use shared::{
    document::{ParamValue, SpriteDocument},
    domain::{group_element_label, NodeTag},
    error::SpriteResult,
};
use tracing::{debug, warn};

use crate::tree::{NodeId, SpriteTree};

/// Parses sprite JSON and builds its tree. Nothing is returned unless the
/// whole document parsed, so callers can swap the result in atomically.
pub fn parse_sprite(file_name: &str, text: &str) -> SpriteResult<(SpriteDocument, SpriteTree)> {
    let document = SpriteDocument::from_json(file_name, text)?;
    for field in &document.ignored_fields {
        warn!(field = %field, "ignoring field not in the sprite schema");
    }
    let tree = build_tree(&document)?;
    debug!(
        file = file_name,
        states = tree.states().len(),
        nodes = tree.len(),
        "built sprite tree"
    );
    Ok((document, tree))
}

pub fn build_tree(document: &SpriteDocument) -> SpriteResult<SpriteTree> {
    let mut tree = SpriteTree::new(document.file_name.clone());
    for block in &document.blocks {
        let state = tree.add_state(block.name())?;
        for (name, value) in block.parameters() {
            append_parameter(&mut tree, state, &name, &value)?;
        }
    }
    Ok(tree)
}

fn append_parameter(
    tree: &mut SpriteTree,
    state: NodeId,
    name: &str,
    value: &ParamValue,
) -> SpriteResult<()> {
    match value {
        ParamValue::Scalar(text) => {
            let parameter = tree.append(state, NodeTag::Parameter, name)?;
            tree.append(parameter, NodeTag::Value, text.as_str())?;
        }
        ParamValue::List(items) => {
            let parameter = tree.append(state, NodeTag::Parameter, name)?;
            for item in items {
                tree.append(parameter, NodeTag::Value, item.as_str())?;
            }
        }
        ParamValue::Group(entries) => {
            let container = tree.append(state, NodeTag::Index, name)?;
            for (position, entry) in entries.iter().enumerate() {
                let element =
                    tree.append(container, NodeTag::Index, group_element_label(position))?;
                for (field, text) in entry {
                    let parameter = tree.append(element, NodeTag::Parameter, field.as_str())?;
                    tree.append(parameter, NodeTag::Value, text.as_str())?;
                }
            }
        }
    }
    Ok(())
}

#[cfg(test)]
#[path = "tests/builder_tests.rs"]
mod tests;
use super::*;

#[test]
fn metadata_with_only_version_projects_one_parameter() {
    let doc = SpriteDocument::from_json(
        "walker.spr",
        r#"{"SPRITE_META_DATA":{"version":"1.0"},"SPRITE_STATE_DEFAULT":{}}"#,
    )
    .expect("parse");

    let meta = doc.metadata().expect("meta block");
    assert_eq!(
        meta.parameters(),
        vec![("version".to_string(), ParamValue::Scalar("1.0".into()))]
    );
    assert!(doc.is_valid());
}

#[test]
fn numeric_and_boolean_scalars_become_text() {
    let doc = SpriteDocument::from_json(
        "walker.spr",
        r#"{"SPRITE_STATE_DEFAULT":{"cropX":12,"flipX":true,"offsY":null}}"#,
    )
    .expect("parse");

    let default = doc.default_state().expect("default block");
    assert_eq!(default.crop_x.as_deref(), Some("12"));
    assert_eq!(default.flip_x.as_deref(), Some("true"));
    assert_eq!(default.offs_y, None);
    assert!(!doc.is_valid());
}

#[test]
fn partial_credit_keeps_only_present_fields() {
    let doc = SpriteDocument::from_json(
        "walker.spr",
        r#"{"SPRITE_META_DATA":{"credits":[{"author":"avian"}]}}"#,
    )
    .expect("parse");

    let params = doc.metadata().expect("meta").parameters();
    assert_eq!(
        params,
        vec![(
            "credits".to_string(),
            ParamValue::Group(vec![vec![("author".to_string(), "avian".to_string())]])
        )]
    );
}

#[test]
fn blocks_follow_source_order() {
    let doc = SpriteDocument::from_json(
        "walker.spr",
        r#"{"SPRITE_STATE_WALK":{"uri":"w.png"},"SPRITE_META_DATA":{},"SPRITE_STATE_DEFAULT":{}}"#,
    )
    .expect("parse");

    let names: Vec<_> = doc.blocks.iter().map(StateBlock::name).collect();
    assert_eq!(
        names,
        [
            "SPRITE_STATE_WALK",
            "SPRITE_META_DATA",
            "SPRITE_STATE_DEFAULT"
        ]
    );
}

#[test]
fn animation_state_keeps_list_shape_and_stringifies_other_nesting() {
    let doc = SpriteDocument::from_json(
        "walker.spr",
        r#"{"SPRITE_STATE_JUMP":{"actions":["jump","land"],"extra":{"a":1},"frameDelay":40}}"#,
    )
    .expect("parse");

    let state = doc.animation_states().next().expect("state");
    assert_eq!(
        state.parameters,
        vec![
            (
                "actions".to_string(),
                ParamValue::List(vec!["jump".into(), "land".into()])
            ),
            ("extra".to_string(), ParamValue::Scalar(r#"{"a":1}"#.into())),
            ("frameDelay".to_string(), ParamValue::Scalar("40".into())),
        ]
    );
}

#[test]
fn malformed_json_is_a_parse_error() {
    let err = SpriteDocument::from_json("broken.spr", "{\"SPRITE_META_DATA\": ")
        .expect_err("should fail");
    assert!(matches!(err, SpriteError::Parse(_)));
}

#[test]
fn non_object_state_is_a_parse_error() {
    let err = SpriteDocument::from_json("broken.spr", r#"{"SPRITE_STATE_RUN": 5}"#)
        .expect_err("should fail");
    assert!(matches!(err, SpriteError::Parse(_)));
}

#[test]
fn unknown_fixed_block_keys_are_reported_not_kept() {
    let doc = SpriteDocument::from_json(
        "walker.spr",
        r#"{"SPRITE_META_DATA":{"version":"2","author":"x"},"SPRITE_STATE_DEFAULT":{"speed":"3"}}"#,
    )
    .expect("parse");

    assert_eq!(
        doc.ignored_fields,
        ["SPRITE_META_DATA.author", "SPRITE_STATE_DEFAULT.speed"]
    );
    assert_eq!(doc.default_state().expect("default").parameters(), vec![]);
}
use std::fmt;

use serde::{Deserialize, Serialize};

pub const META_DATA_STATE: &str = "SPRITE_META_DATA";
pub const DEFAULT_STATE: &str = "SPRITE_STATE_DEFAULT";
pub const ANIMATION_STATE_PREFIX: &str = "SPRITE_STATE_";

/// Parameters offered when adding to a state, in menu order.
pub const KNOWN_STATE_PARAMETERS: [&str; 16] = [
    "uri",
    "flipX",
    "sizeMultiplier",
    "sizeDivider",
    "frameDelay",
    "cropX",
    "cropY",
    "cropW",
    "cropH",
    "offsX",
    "offsY",
    "isChain",
    "usePrevious",
    "autoClose",
    "transparent",
    "walkMultiplier",
];

#[derive(Debug, Clone, Copy, PartialEq, Eq, Hash, Serialize, Deserialize)]
#[serde(rename_all = "snake_case")]
pub enum NodeTag {
    File,
    State,
    Parameter,
    Index,
    Value,
}

impl NodeTag {
    /// Tags a node of this kind may hold as direct children.
    pub fn allowed_children(self) -> &'static [NodeTag] {
        match self {
            NodeTag::File => &[NodeTag::State],
            NodeTag::State => &[NodeTag::Parameter, NodeTag::Index],
            NodeTag::Parameter => &[NodeTag::Value],
            NodeTag::Index => &[NodeTag::Index, NodeTag::Parameter],
            NodeTag::Value => &[],
        }
    }

    pub fn can_hold(self, child: NodeTag) -> bool {
        self.allowed_children().contains(&child)
    }
}

impl fmt::Display for NodeTag {
    fn fmt(&self, f: &mut fmt::Formatter<'_>) -> fmt::Result {
        let name = match self {
            NodeTag::File => "File",
            NodeTag::State => "State",
            NodeTag::Parameter => "Parameter",
            NodeTag::Index => "Index",
            NodeTag::Value => "Value",
        };
        f.write_str(name)
    }
}

/// Array-of-object fields. Each element is an object of optional string
/// sub-fields drawn from a fixed set.
#[derive(Debug, Clone, Copy, PartialEq, Eq, Hash, Serialize, Deserialize)]
#[serde(rename_all = "snake_case")]
pub enum GroupKind {
    Credits,
    Fixtures,
    Spawn,
}

impl GroupKind {
    pub const ALL: [GroupKind; 3] = [GroupKind::Credits, GroupKind::Fixtures, GroupKind::Spawn];

    pub fn from_name(name: &str) -> Option<Self> {
        match name {
            "credits" => Some(GroupKind::Credits),
            "fixtures" => Some(GroupKind::Fixtures),
            "spawn" => Some(GroupKind::Spawn),
            _ => None,
        }
    }

    pub fn name(self) -> &'static str {
        match self {
            GroupKind::Credits => "credits",
            GroupKind::Fixtures => "fixtures",
            GroupKind::Spawn => "spawn",
        }
    }

    pub fn fields(self) -> &'static [&'static str] {
        match self {
            GroupKind::Credits => &["author", "description", "url"],
            GroupKind::Fixtures => &["x", "y", "w", "h"],
            GroupKind::Spawn => &["uri", "spawnX", "spawnY", "spawnExplode"],
        }
    }
}

/// Homogeneous string-list fields.
#[derive(Debug, Clone, Copy, PartialEq, Eq, Hash, Serialize, Deserialize)]
#[serde(rename_all = "snake_case")]
pub enum ListKind {
    Actions,
    Flags,
}

impl ListKind {
    pub fn from_name(name: &str) -> Option<Self> {
        match name {
            "actions" => Some(ListKind::Actions),
            "flags" => Some(ListKind::Flags),
            _ => None,
        }
    }

    pub fn name(self) -> &'static str {
        match self {
            ListKind::Actions => "actions",
            ListKind::Flags => "flags",
        }
    }
}

/// How the next click on the preview image is interpreted.
#[derive(Debug, Clone, Copy, PartialEq, Eq, Default, Serialize, Deserialize)]
#[serde(rename_all = "snake_case")]
pub enum PickMode {
    #[default]
    None,
    Color,
    X,
    Y,
}

/// Label of the `position`-th (zero based) element of a group.
pub fn group_element_label(position: usize) -> String {
    format!("[{}]", position + 1)
}
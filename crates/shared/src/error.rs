use std::path::PathBuf;

use serde::{Deserialize, Serialize};
use thiserror::Error;

use crate::domain::NodeTag;

#[derive(Debug, Clone, Copy, PartialEq, Eq, Serialize, Deserialize)]
#[serde(rename_all = "snake_case")]
pub enum ErrorCode {
    FileNotFound,
    Parse,
    Validation,
    Selection,
    Io,
    Image,
}

#[derive(Debug, Clone, Serialize, Deserialize)]
pub struct UserMessage {
    pub code: ErrorCode,
    pub message: String,
}

/// Every failure is terminal to the operation that raised it; the editor
/// state is left as it was before the call.
#[derive(Debug, Error)]
pub enum SpriteError {
    #[error("file not found: {}", path.display())]
    FileNotFound { path: PathBuf },
    #[error("malformed sprite JSON: {0}")]
    Parse(String),
    #[error("{0}")]
    Validation(String),
    #[error("{message}")]
    Selection {
        required: Vec<NodeTag>,
        message: String,
    },
    #[error("i/o failure on '{}': {source}", path.display())]
    Io {
        path: PathBuf,
        #[source]
        source: std::io::Error,
    },
    #[error("image failure: {0}")]
    Image(String),
}

pub type SpriteResult<T> = Result<T, SpriteError>;

impl SpriteError {
    pub fn selection(required: &[NodeTag], message: impl Into<String>) -> Self {
        Self::Selection {
            required: required.to_vec(),
            message: message.into(),
        }
    }

    pub fn io(path: impl Into<PathBuf>, source: std::io::Error) -> Self {
        let path = path.into();
        if source.kind() == std::io::ErrorKind::NotFound {
            Self::FileNotFound { path }
        } else {
            Self::Io { path, source }
        }
    }

    pub fn code(&self) -> ErrorCode {
        match self {
            Self::FileNotFound { .. } => ErrorCode::FileNotFound,
            Self::Parse(_) => ErrorCode::Parse,
            Self::Validation(_) => ErrorCode::Validation,
            Self::Selection { .. } => ErrorCode::Selection,
            Self::Io { .. } => ErrorCode::Io,
            Self::Image(_) => ErrorCode::Image,
        }
    }
}

impl From<serde_json::Error> for SpriteError {
    fn from(value: serde_json::Error) -> Self {
        Self::Parse(value.to_string())
    }
}

impl From<&SpriteError> for UserMessage {
    fn from(value: &SpriteError) -> Self {
        Self {
            code: value.code(),
            message: value.to_string(),
        }
    }
}
use std::path::{Path, PathBuf};

use image::{ImageError, RgbaImage};
use shared::error::{SpriteError, SpriteResult};
use tracing::debug;

/// Decoded image shown next to the tree; the source of color and coordinate
/// picks.
#[derive(Debug, Clone)]
pub struct PreviewImage {
    location: PathBuf,
    pixels: RgbaImage,
}

impl PreviewImage {
    pub fn load(location: &Path) -> SpriteResult<Self> {
        let pixels = image::open(location)
            .map_err(|err| match err {
                ImageError::IoError(source) => SpriteError::io(location, source),
                other => SpriteError::Image(format!("{}: {other}", location.display())),
            })?
            .to_rgba8();
        debug!(
            path = %location.display(),
            width = pixels.width(),
            height = pixels.height(),
            "loaded preview image"
        );
        Ok(Self::from_pixels(location, pixels))
    }

    pub fn from_pixels(location: impl Into<PathBuf>, pixels: RgbaImage) -> Self {
        Self {
            location: location.into(),
            pixels,
        }
    }

    /// File name used when the image is referenced from a state's `uri`.
    pub fn uri(&self) -> String {
        self.location
            .file_name()
            .map(|name| name.to_string_lossy().into_owned())
            .unwrap_or_default()
    }

    /// Color at `(x, y)` as uppercase `RRGGBB`; alpha is dropped.
    pub fn color_hex(&self, x: u32, y: u32) -> SpriteResult<String> {
        let (width, height) = self.pixels.dimensions();
        let Some(pixel) = self.pixels.get_pixel_checked(x, y) else {
            return Err(SpriteError::Image(format!(
                "pixel ({x}, {y}) is outside the {width}x{height} image"
            )));
        };
        let [r, g, b, _] = pixel.0;
        Ok(format!("{r:02X}{g:02X}{b:02X}"))
    }
}

#[cfg(test)]
mod tests {
    use image::Rgba;

    use super::*;

    #[test]
    fn color_hex_is_uppercase_rgb() {
        let mut pixels = RgbaImage::new(2, 2);
        pixels.put_pixel(1, 0, Rgba([0xAB, 0x01, 0xFF, 0x10]));
        let preview = PreviewImage::from_pixels("sheet.png", pixels);

        assert_eq!(preview.color_hex(1, 0).expect("pixel"), "AB01FF");
        assert_eq!(preview.color_hex(0, 0).expect("pixel"), "000000");
        assert!(preview.color_hex(2, 0).is_err());
        assert_eq!(preview.uri(), "sheet.png");
    }

    #[test]
    fn missing_image_is_file_not_found() {
        let dir = tempfile::tempdir().expect("tempdir");
        let err = PreviewImage::load(&dir.path().join("absent.png")).expect_err("missing");
        assert!(matches!(err, SpriteError::FileNotFound { .. }));
    }
}
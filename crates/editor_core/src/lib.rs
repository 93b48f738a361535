//! Editor session over a sprite tree: selection, structural edits,
//! pick-from-image, the new-sprite wizard, and the test-sprite hand-off.

mod preview;
mod session;
mod viewer;
mod wizard;

pub use preview::PreviewImage;
pub use session::EditorSession;
pub use viewer::{CommandViewer, MissingViewer, SpriteViewer};
pub use wizard::{build_wizard_tree, WizardInput};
+-------+
What to produce:
Please retype the data exactly as it stands, from its first line down to the line that contains "pub fn parse_sprite(file_name: &str, text: &str)", then stop.

Problem solution:
use shared::{
    document::{ParamValue, SpriteDocument},
    domain::{group_element_label, NodeTag},
    error::SpriteResult,
};
use tracing::{debug, warn};

use crate::tree::{NodeId, SpriteTree};

/// Parses sprite JSON and builds its tree. Nothing is returned unless the
/// whole document parsed, so callers can swap the result in atomically.
pub fn parse_sprite(file_name: &str, text: &str) -> SpriteResult<(SpriteDocument, SpriteTree)> {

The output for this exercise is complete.